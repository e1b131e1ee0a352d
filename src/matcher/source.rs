//! Line sources feeding the ingest loop
//!
//! Every source forwards raw lines into a bounded channel and returns when
//! its input ends. Dropping the sender on return is the end-of-input signal
//! for the ingest loop.

use super::config::MatcherCommand;
use crate::error::MatcherError;
use std::process::Stdio;
use tokio::io::{AsyncBufRead, AsyncBufReadExt, BufReader};
use tokio::process::Command;
use tokio::sync::mpsc;

/// Forward every line of `reader` into `tx`
///
/// Matcher output echoes raw corpus bytes, so lines are decoded lossily:
/// invalid UTF-8 becomes U+FFFD and the line is still forwarded.
/// Stops early, without error, once the receiving side has gone away.
/// Returns the number of lines forwarded.
pub async fn forward_lines<R>(mut reader: R, tx: mpsc::Sender<String>) -> Result<u64, MatcherError>
where
    R: AsyncBufRead + Unpin,
{
    let mut buf = Vec::with_capacity(256);
    let mut forwarded = 0u64;
    let mut lossy = 0u64;

    loop {
        buf.clear();
        if reader.read_until(b'\n', &mut buf).await.map_err(MatcherError::Read)? == 0 {
            break;
        }

        let line = match String::from_utf8(trim_line_ending(&buf).to_vec()) {
            Ok(line) => line,
            Err(e) => {
                lossy += 1;
                String::from_utf8_lossy(e.as_bytes()).into_owned()
            }
        };

        if tx.send(line).await.is_err() {
            log::warn!("⚠️  Line channel closed, stopping line source");
            break;
        }
        forwarded += 1;
    }

    if lossy > 0 {
        log::debug!("{} of {} lines carried invalid UTF-8", lossy, forwarded);
    }

    Ok(forwarded)
}

fn trim_line_ending(line: &[u8]) -> &[u8] {
    let line = line.strip_suffix(b"\n").unwrap_or(line);
    line.strip_suffix(b"\r").unwrap_or(line)
}

/// Spawn the matcher and forward its stdout until it exits
///
/// A non-zero exit is logged, not returned: the caller still gets its final
/// report once the channel closes.
pub async fn run_matcher(command: &MatcherCommand, tx: mpsc::Sender<String>) -> Result<u64, MatcherError> {
    log::info!("🚀 Spawning matcher: {} {}", command.program, command.args().join(" "));

    let mut child = Command::new(&command.program)
        .args(command.args())
        .stdout(Stdio::piped())
        .stdin(Stdio::null())
        .kill_on_drop(true)
        .spawn()
        .map_err(|source| MatcherError::Spawn {
            program: command.program.clone(),
            source,
        })?;

    let stdout = child.stdout.take().ok_or(MatcherError::MissingStdout)?;
    let forwarded = forward_lines(BufReader::new(stdout), tx).await?;

    let status = child.wait().await.map_err(MatcherError::Wait)?;
    if status.success() {
        log::info!("✅ Matcher finished after {} lines", forwarded);
    } else {
        log::error!("❌ Matcher exited with {} after {} lines", status, forwarded);
    }

    Ok(forwarded)
}

/// Forward our own standard input
pub async fn run_stdin(tx: mpsc::Sender<String>) -> Result<u64, MatcherError> {
    log::info!("📥 Reading matcher output from stdin");
    let forwarded = forward_lines(BufReader::new(tokio::io::stdin()), tx).await?;
    log::info!("✅ Stdin closed after {} lines", forwarded);
    Ok(forwarded)
}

(Aim of the exercise): This exercise needs every line of the listing that contains the word "tokio".

(Your response):
use tokio::io::{AsyncBufRead, AsyncBufReadExt, BufReader};
use tokio::process::Command;
use tokio::sync::mpsc;
    let forwarded = forward_lines(BufReader::new(tokio::io::stdin()), tx).await?;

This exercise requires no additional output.